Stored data
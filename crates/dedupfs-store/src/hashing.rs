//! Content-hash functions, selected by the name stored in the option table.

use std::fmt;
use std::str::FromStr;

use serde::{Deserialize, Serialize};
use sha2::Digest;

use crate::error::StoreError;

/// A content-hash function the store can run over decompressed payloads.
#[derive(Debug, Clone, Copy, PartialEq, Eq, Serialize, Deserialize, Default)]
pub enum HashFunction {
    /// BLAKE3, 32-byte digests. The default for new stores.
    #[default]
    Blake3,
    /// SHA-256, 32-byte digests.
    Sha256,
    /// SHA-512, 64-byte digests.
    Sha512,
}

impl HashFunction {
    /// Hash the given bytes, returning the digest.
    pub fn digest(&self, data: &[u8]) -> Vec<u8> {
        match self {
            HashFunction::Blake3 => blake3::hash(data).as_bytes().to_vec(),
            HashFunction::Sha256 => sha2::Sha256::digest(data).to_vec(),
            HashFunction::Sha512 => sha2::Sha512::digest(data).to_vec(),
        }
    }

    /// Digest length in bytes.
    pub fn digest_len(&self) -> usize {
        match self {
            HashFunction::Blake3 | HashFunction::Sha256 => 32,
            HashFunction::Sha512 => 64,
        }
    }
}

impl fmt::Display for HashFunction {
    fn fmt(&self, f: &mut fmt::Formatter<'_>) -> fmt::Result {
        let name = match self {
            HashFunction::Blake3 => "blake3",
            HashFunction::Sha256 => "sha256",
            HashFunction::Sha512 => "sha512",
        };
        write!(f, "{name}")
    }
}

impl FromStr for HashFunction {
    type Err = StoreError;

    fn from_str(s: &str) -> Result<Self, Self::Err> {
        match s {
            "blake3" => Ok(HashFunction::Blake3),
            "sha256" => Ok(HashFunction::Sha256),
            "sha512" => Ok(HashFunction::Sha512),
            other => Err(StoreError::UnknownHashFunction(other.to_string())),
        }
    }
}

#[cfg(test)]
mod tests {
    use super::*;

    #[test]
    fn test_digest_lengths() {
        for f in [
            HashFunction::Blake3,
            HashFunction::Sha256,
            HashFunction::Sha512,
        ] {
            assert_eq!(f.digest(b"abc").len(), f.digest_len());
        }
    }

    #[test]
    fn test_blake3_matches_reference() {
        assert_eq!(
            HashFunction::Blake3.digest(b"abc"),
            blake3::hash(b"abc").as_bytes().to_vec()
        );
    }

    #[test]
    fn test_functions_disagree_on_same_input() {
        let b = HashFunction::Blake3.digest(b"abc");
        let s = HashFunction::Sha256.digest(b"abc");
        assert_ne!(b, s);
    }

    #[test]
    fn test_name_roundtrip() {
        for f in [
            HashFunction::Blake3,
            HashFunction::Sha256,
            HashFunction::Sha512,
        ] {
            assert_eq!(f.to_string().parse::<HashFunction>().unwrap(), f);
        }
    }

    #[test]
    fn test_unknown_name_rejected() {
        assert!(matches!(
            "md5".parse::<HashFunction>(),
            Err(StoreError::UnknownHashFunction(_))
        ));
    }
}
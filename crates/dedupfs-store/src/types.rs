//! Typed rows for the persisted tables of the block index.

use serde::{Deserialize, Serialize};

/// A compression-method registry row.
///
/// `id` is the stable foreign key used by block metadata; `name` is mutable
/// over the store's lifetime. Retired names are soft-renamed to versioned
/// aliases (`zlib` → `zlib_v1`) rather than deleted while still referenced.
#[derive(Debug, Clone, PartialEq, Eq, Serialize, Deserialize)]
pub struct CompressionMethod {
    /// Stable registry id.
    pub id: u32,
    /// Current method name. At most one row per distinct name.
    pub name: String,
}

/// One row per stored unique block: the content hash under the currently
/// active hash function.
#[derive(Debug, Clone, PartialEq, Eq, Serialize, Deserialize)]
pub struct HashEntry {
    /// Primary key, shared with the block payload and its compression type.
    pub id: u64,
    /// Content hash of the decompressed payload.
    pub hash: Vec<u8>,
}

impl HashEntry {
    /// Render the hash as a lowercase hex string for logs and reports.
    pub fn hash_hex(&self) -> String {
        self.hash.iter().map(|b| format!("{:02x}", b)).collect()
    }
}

Instructions to follow: Copy every record exactly, with nothing added or dropped.

Response for this exercise:
filename crates/dedupfs-store/src/hashing.rs
//! Content-hash functions, selected by the name stored in the option table.

use std::fmt;
use std::str::FromStr;

use serde::{Deserialize, Serialize};
use sha2::Digest;

use crate::error::StoreError;

/// A content-hash function the store can run over decompressed payloads.
#[derive(Debug, Clone, Copy, PartialEq, Eq, Serialize, Deserialize, Default)]
pub enum HashFunction {
    /// BLAKE3, 32-byte digests. The default for new stores.
    #[default]
    Blake3,
    /// SHA-256, 32-byte digests.
    Sha256,
    /// SHA-512, 64-byte digests.
    Sha512,
}

impl HashFunction {
    /// Hash the given bytes, returning the digest.
    pub fn digest(&self, data: &[u8]) -> Vec<u8> {
        match self {
            HashFunction::Blake3 => blake3::hash(data).as_bytes().to_vec(),
            HashFunction::Sha256 => sha2::Sha256::digest(data).to_vec(),
            HashFunction::Sha512 => sha2::Sha512::digest(data).to_vec(),
        }
    }

    /// Digest length in bytes.
    pub fn digest_len(&self) -> usize {
        match self {
            HashFunction::Blake3 | HashFunction::Sha256 => 32,
            HashFunction::Sha512 => 64,
        }
    }
}

impl fmt::Display for HashFunction {
    fn fmt(&self, f: &mut fmt::Formatter<'_>) -> fmt::Result {
        let name = match self {
            HashFunction::Blake3 => "blake3",
            HashFunction::Sha256 => "sha256",
            HashFunction::Sha512 => "sha512",
        };
        write!(f, "{name}")
    }
}

impl FromStr for HashFunction {
    type Err = StoreError;

    fn from_str(s: &str) -> Result<Self, Self::Err> {
        match s {
            "blake3" => Ok(HashFunction::Blake3),
            "sha256" => Ok(HashFunction::Sha256),
            "sha512" => Ok(HashFunction::Sha512),
            other => Err(StoreError::UnknownHashFunction(other.to_string())),
        }
    }
}

#[cfg(test)]
mod tests {
    use super::*;

    #[test]
    fn test_digest_lengths() {
        for f in [
            HashFunction::Blake3,
            HashFunction::Sha256,
            HashFunction::Sha512,
        ] {
            assert_eq!(f.digest(b"abc").len(), f.digest_len());
        }
    }

    #[test]
    fn test_blake3_matches_reference() {
        assert_eq!(
            HashFunction::Blake3.digest(b"abc"),
            blake3::hash(b"abc").as_bytes().to_vec()
        );
    }

    #[test]
    fn test_functions_disagree_on_same_input() {
        let b = HashFunction::Blake3.digest(b"abc");
        let s = HashFunction::Sha256.digest(b"abc");
        assert_ne!(b, s);
    }

    #[test]
    fn test_name_roundtrip() {
        for f in [
            HashFunction::Blake3,
            HashFunction::Sha256,
            HashFunction::Sha512,
        ] {
            assert_eq!(f.to_string().parse::<HashFunction>().unwrap(), f);
        }
    }

    #[test]
    fn test_unknown_name_rejected() {
        assert!(matches!(
            "md5".parse::<HashFunction>(),
            Err(StoreError::UnknownHashFunction(_))
        ));
    }
}
filename crates/dedupfs-store/src/types.rs
//! Typed rows for the persisted tables of the block index.

use serde::{Deserialize, Serialize};

/// A compression-method registry row.
///
/// `id` is the stable foreign key used by block metadata; `name` is mutable
/// over the store's lifetime. Retired names are soft-renamed to versioned
/// aliases (`zlib` → `zlib_v1`) rather than deleted while still referenced.
#[derive(Debug, Clone, PartialEq, Eq, Serialize, Deserialize)]
pub struct CompressionMethod {
    /// Stable registry id.
    pub id: u32,
    /// Current method name. At most one row per distinct name.
    pub name: String,
}

/// One row per stored unique block: the content hash under the currently
/// active hash function.
#[derive(Debug, Clone, PartialEq, Eq, Serialize, Deserialize)]
pub struct HashEntry {
    /// Primary key, shared with the block payload and its compression type.
    pub id: u64,
    /// Content hash of the decompressed payload.
    pub hash: Vec<u8>,
}

impl HashEntry {
    /// Render the hash as a lowercase hex string for logs and reports.
    pub fn hash_hex(&self) -> String {
        self.hash.iter().map(|b| format!("{:02x}", b)).collect()
    }
}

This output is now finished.